Anthropological evidence also suggests that the existence of extended childhood in humans adapted to establish the skills and knowledge needed to be a proficient hunter-gatherer. Since there are no real-world outcomes to playing (other than increased/decreased pride), a child can get some physical experience without suffering the real life repercussions of failing. Studies of hunter-gatherers show that play fosters the skills needed to be proficient in tool-making and tool-use, food provisioning, shelter, and predator defense. Play time also hones athletic ability and the brain-body connection so one can be prepared for a stressful situation. In fact, children’s fascination with ‘why’ questions make them ‘little philosophers’, which is an evolutionary adaptation to prepare for possible future outcomes.

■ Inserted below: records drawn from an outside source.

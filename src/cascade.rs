//! Cascading soft delete.
//!
//! Marks the rows matching a criteria deleted, then walks the foreign-key
//! graph breadth first and marks every live row that references a row
//! marked in the previous level. All rows get the same timestamp.
//!
//! [`CascadeWalk`] holds the walk's state and hands out the statements to
//! run; [`soft_delete_cascade_from_parent`] and
//! [`soft_delete_cascade_from_parent_async`] only drive it against a
//! session.
//!
//! Tables without the marker column stop the walk: they are neither updated
//! nor traversed.

use std::collections::HashSet;

use chrono::{DateTime, Utc};

use crate::entity::Row;
use crate::error::{FastgearError, Result};
use crate::metrics::record_soft_deleted;
use crate::query::{
    col, Criteria, SelectStatement, StatementConstructor, UpdateOptions, UpdateStatement,
};
use crate::repository::UpdateResult;
use crate::schema::{SchemaGraph, TableDef, TableId};
use crate::session::{AsyncSession, ExecResult, Session};
use crate::value::Value;

/// Child rows to look up after their parent table was updated.
#[derive(Debug, Clone)]
pub struct ChildLookup {
    child: TableId,
    statement: SelectStatement,
}

impl ChildLookup {
    pub fn statement(&self) -> &SelectStatement {
        &self.statement
    }
}

#[derive(Debug)]
pub struct CascadeWalk<'g> {
    graph: &'g SchemaGraph,
    root: TableId,
    marker: String,
    payload: Row,
    root_update: Option<UpdateStatement>,
    current: Vec<(TableId, Vec<Value>)>,
    next: Vec<(TableId, Vec<Value>)>,
    visited: HashSet<TableId>,
    processing: Option<TableId>,
    result: UpdateResult<Row>,
}

impl<'g> CascadeWalk<'g> {
    /// Validates the graph reachable from `root_table` and prepares the
    /// root update. Nothing is written here.
    pub fn new(
        graph: &'g SchemaGraph,
        root_table: &str,
        criteria: Criteria<UpdateOptions>,
        marker_column: &str,
        now: DateTime<Utc>,
    ) -> Result<Self> {
        let root = graph.require(root_table)?;
        let table = graph.table(root);
        table.require_column(marker_column)?;
        Self::check_reachable(graph, root, marker_column)?;

        let mut filters = match criteria {
            Criteria::All => Vec::new(),
            Criteria::ById(id) => vec![StatementConstructor::build_where_from_id(&id, table)?],
            Criteria::Options(options) => options.filters,
            Criteria::Map(map) => UpdateOptions::try_from(map)?.filters,
        };
        filters.push(col(marker_column).is_null());

        let payload = Row::new().with(marker_column, now);
        let root_update = StatementConstructor::new(table)
            .build_update_statement(UpdateOptions { filters }, &payload, None)?
            .returning_all();

        Ok(Self {
            graph,
            root,
            marker: marker_column.to_string(),
            payload,
            root_update: Some(root_update),
            current: Vec::new(),
            next: Vec::new(),
            visited: HashSet::from([root]),
            processing: None,
            result: UpdateResult::default(),
        })
    }

    /// Every marker-bearing table the walk can reach needs a single-column key.
    fn check_reachable(graph: &SchemaGraph, root: TableId, marker: &str) -> Result<()> {
        let mut seen = HashSet::from([root]);
        let mut queue = vec![root];
        while let Some(id) = queue.pop() {
            let pk = graph.table(id).single_primary_key()?;
            for edge in graph.referencing(id) {
                if edge.parent_column != pk.name || seen.contains(&edge.child) {
                    continue;
                }
                if graph.table(edge.child).has_column(marker) {
                    seen.insert(edge.child);
                    queue.push(edge.child);
                }
            }
        }
        Ok(())
    }

    fn table(&self, id: TableId) -> &'g TableDef {
        self.graph.table(id)
    }

    /// The next update to run, root first, then level by level.
    pub fn next_update(&mut self) -> Result<Option<UpdateStatement>> {
        if let Some(root) = self.root_update.take() {
            self.processing = Some(self.root);
            return Ok(Some(root));
        }
        if self.current.is_empty() {
            if self.next.is_empty() {
                return Ok(None);
            }
            self.current = std::mem::take(&mut self.next);
            self.current.reverse();
            self.visited.extend(self.current.iter().map(|(id, _)| *id));
        }
        let Some((id, ids)) = self.current.pop() else {
            return Ok(None);
        };
        let table = self.table(id);
        let pk = table.single_primary_key()?;
        let options = UpdateOptions::new()
            .filter(col(&pk.name).is_in(ids))
            .filter(col(&self.marker).is_null());
        let statement = StatementConstructor::new(table)
            .build_update_statement(options, &self.payload, None)?
            .returning_all();
        self.processing = Some(id);
        Ok(Some(statement))
    }

    /// Records the outcome of the last update and returns the child lookups
    /// it calls for.
    pub fn record_update(&mut self, outcome: ExecResult) -> Result<Vec<ChildLookup>> {
        let Some(id) = self.processing.take() else {
            return Err(FastgearError::Transaction(
                "cascade update recorded out of order".into(),
            ));
        };
        let table = self.table(id);
        if outcome.rows_affected == 0 {
            if id == self.root {
                log::debug!(
                    "soft delete on {} matched nothing",
                    table.entity_name()
                );
                return Err(FastgearError::not_found(table.entity_name()));
            }
            return Ok(Vec::new());
        }

        record_soft_deleted(table.name(), outcome.rows_affected);
        self.result.affected += outcome.rows_affected;
        self.result.generated_maps.push(table.name().to_string());

        let pk = table.single_primary_key()?;
        let ids: Vec<Value> = outcome.rows.iter().map(|r| r.value(&pk.name).clone()).collect();
        self.result.raw.extend(outcome.rows);

        let mut lookups = Vec::new();
        for edge in self.graph.referencing(id) {
            let child = self.table(edge.child);
            if edge.parent_column != pk.name {
                log::debug!(
                    "skipping {}.{}: references {}.{}, not the primary key",
                    child.name(),
                    edge.child_column,
                    table.name(),
                    edge.parent_column
                );
                continue;
            }
            if !child.has_column(&self.marker) {
                log::debug!(
                    "cascade stops at {}: no {} column",
                    child.name(),
                    self.marker
                );
                continue;
            }
            if self.visited.contains(&edge.child) {
                continue;
            }
            let child_pk = child.single_primary_key()?;
            let statement = SelectStatement::new(child)
                .filter(col(&edge.child_column).is_in(ids.clone()))
                .filter(col(&self.marker).is_null())
                .project(vec![child_pk.name.clone()])
                .include_deleted(true);
            lookups.push(ChildLookup {
                child: edge.child,
                statement,
            });
        }
        Ok(lookups)
    }

    /// Merges looked-up child keys into the next level.
    pub fn record_children(&mut self, lookup: &ChildLookup, rows: Vec<Row>) -> Result<()> {
        if rows.is_empty() {
            return Ok(());
        }
        let pk = self.table(lookup.child).single_primary_key()?;
        let ids = rows.iter().map(|r| r.value(&pk.name).clone());
        match self.next.iter_mut().find(|(id, _)| *id == lookup.child) {
            Some((_, existing)) => {
                for value in ids {
                    if !existing.contains(&value) {
                        existing.push(value);
                    }
                }
            }
            None => {
                let mut unique: Vec<Value> = Vec::new();
                for value in ids {
                    if !unique.contains(&value) {
                        unique.push(value);
                    }
                }
                self.next.push((lookup.child, unique));
            }
        }
        Ok(())
    }

    pub fn finish(self) -> UpdateResult<Row> {
        self.result
    }
}

/// Soft-deletes the `root_table` rows matching `criteria` and, breadth
/// first, every live row depending on them.
///
/// Fails with `NotFound` when no live root row matches. The caller owns the
/// transaction; repositories wrap this in a savepoint.
pub fn soft_delete_cascade_from_parent<S: Session + ?Sized>(
    session: &mut S,
    graph: &SchemaGraph,
    root_table: &str,
    criteria: impl Into<Criteria<UpdateOptions>>,
    marker_column: &str,
) -> Result<UpdateResult<Row>> {
    #[cfg(feature = "tracing")]
    let _span = crate::metrics::tracing_helpers::cascade_span(root_table, marker_column).entered();

    let mut walk = CascadeWalk::new(graph, root_table, criteria.into(), marker_column, Utc::now())?;
    while let Some(update) = walk.next_update()? {
        let outcome = session.update(&update)?;
        for lookup in walk.record_update(outcome)? {
            let rows = session.query(lookup.statement())?;
            walk.record_children(&lookup, rows)?;
        }
    }
    Ok(walk.finish())
}

/// Cooperative twin of [`soft_delete_cascade_from_parent`].
pub async fn soft_delete_cascade_from_parent_async<S: AsyncSession + ?Sized>(
    session: &mut S,
    graph: &SchemaGraph,
    root_table: &str,
    criteria: impl Into<Criteria<UpdateOptions>>,
    marker_column: &str,
) -> Result<UpdateResult<Row>> {
    let walk = CascadeWalk::new(graph, root_table, criteria.into(), marker_column, Utc::now());
    let run = async move {
        let mut walk = walk?;
        while let Some(update) = walk.next_update()? {
            let outcome = session.update(&update).await?;
            for lookup in walk.record_update(outcome)? {
                let rows = session.query(lookup.statement()).await?;
                walk.record_children(&lookup, rows)?;
            }
        }
        Ok(walk.finish())
    };

    #[cfg(feature = "tracing")]
    let run = tracing::Instrument::instrument(
        run,
        crate::metrics::tracing_helpers::cascade_span(root_table, marker_column),
    );
    run.await
}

Think of play fighting. While play fighting, the outcome has no important real life applications (well, the loser’s pride is hit) and what is occurring is the honing of skills that are useful to survival. During our ancestral evolution, play fighting between brothers could have honed the skills needed during a life our death situation when another band of humans was encountered. As you begin to associate certain movements with certain events, you then become better prepared subconsciously for when novel situations occur. The advantage of an extended childhood with large amounts of play time allow the brain and body to make certain connections between things and when these situations arise during a life or death situation, the brain-body will already have the muscle memory to handle the situation.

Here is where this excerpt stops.